──────── Records shown ────────
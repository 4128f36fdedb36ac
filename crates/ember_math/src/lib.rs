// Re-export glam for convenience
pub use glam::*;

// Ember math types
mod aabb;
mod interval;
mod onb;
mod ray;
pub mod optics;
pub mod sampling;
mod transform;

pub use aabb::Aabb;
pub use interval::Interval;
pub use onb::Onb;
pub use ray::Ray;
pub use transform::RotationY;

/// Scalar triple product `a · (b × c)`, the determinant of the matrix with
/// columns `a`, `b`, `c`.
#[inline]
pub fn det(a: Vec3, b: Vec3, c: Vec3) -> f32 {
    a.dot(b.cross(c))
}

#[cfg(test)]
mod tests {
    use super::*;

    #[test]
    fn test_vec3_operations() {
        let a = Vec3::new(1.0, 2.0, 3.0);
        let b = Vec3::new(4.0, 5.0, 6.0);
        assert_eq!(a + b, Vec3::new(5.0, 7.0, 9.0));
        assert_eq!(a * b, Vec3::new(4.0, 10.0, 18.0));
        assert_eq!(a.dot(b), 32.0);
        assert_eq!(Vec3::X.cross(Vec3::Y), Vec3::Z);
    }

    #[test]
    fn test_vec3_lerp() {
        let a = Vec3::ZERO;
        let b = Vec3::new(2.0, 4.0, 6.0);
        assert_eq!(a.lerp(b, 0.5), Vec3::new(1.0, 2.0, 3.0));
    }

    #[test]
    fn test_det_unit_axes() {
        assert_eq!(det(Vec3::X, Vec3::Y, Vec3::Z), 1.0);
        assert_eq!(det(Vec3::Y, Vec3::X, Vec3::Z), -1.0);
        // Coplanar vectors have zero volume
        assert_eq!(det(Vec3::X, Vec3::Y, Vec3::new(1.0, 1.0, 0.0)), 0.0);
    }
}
────────
Aim of the exercise: Every entry should be output exactly as written, please.

Reply:
repository 4128f36fdedb36ac
filename crates/ember_math/src/lib.rs
// Re-export glam for convenience
pub use glam::*;

// Ember math types
mod aabb;
mod interval;
mod onb;
mod ray;
pub mod optics;
pub mod sampling;
mod transform;

pub use aabb::Aabb;
pub use interval::Interval;
pub use onb::Onb;
pub use ray::Ray;
pub use transform::RotationY;

/// Scalar triple product `a · (b × c)`, the determinant of the matrix with
/// columns `a`, `b`, `c`.
#[inline]
pub fn det(a: Vec3, b: Vec3, c: Vec3) -> f32 {
    a.dot(b.cross(c))
}

#[cfg(test)]
mod tests {
    use super::*;

    #[test]
    fn test_vec3_operations() {
        let a = Vec3::new(1.0, 2.0, 3.0);
        let b = Vec3::new(4.0, 5.0, 6.0);
        assert_eq!(a + b, Vec3::new(5.0, 7.0, 9.0));
        assert_eq!(a * b, Vec3::new(4.0, 10.0, 18.0));
        assert_eq!(a.dot(b), 32.0);
        assert_eq!(Vec3::X.cross(Vec3::Y), Vec3::Z);
    }

    #[test]
    fn test_vec3_lerp() {
        let a = Vec3::ZERO;
        let b = Vec3::new(2.0, 4.0, 6.0);
        assert_eq!(a.lerp(b, 0.5), Vec3::new(1.0, 2.0, 3.0));
    }

    #[test]
    fn test_det_unit_axes() {
        assert_eq!(det(Vec3::X, Vec3::Y, Vec3::Z), 1.0);
        assert_eq!(det(Vec3::Y, Vec3::X, Vec3::Z), -1.0);
        // Coplanar vectors have zero volume
        assert_eq!(det(Vec3::X, Vec3::Y, Vec3::new(1.0, 1.0, 0.0)), 0.0);
    }
}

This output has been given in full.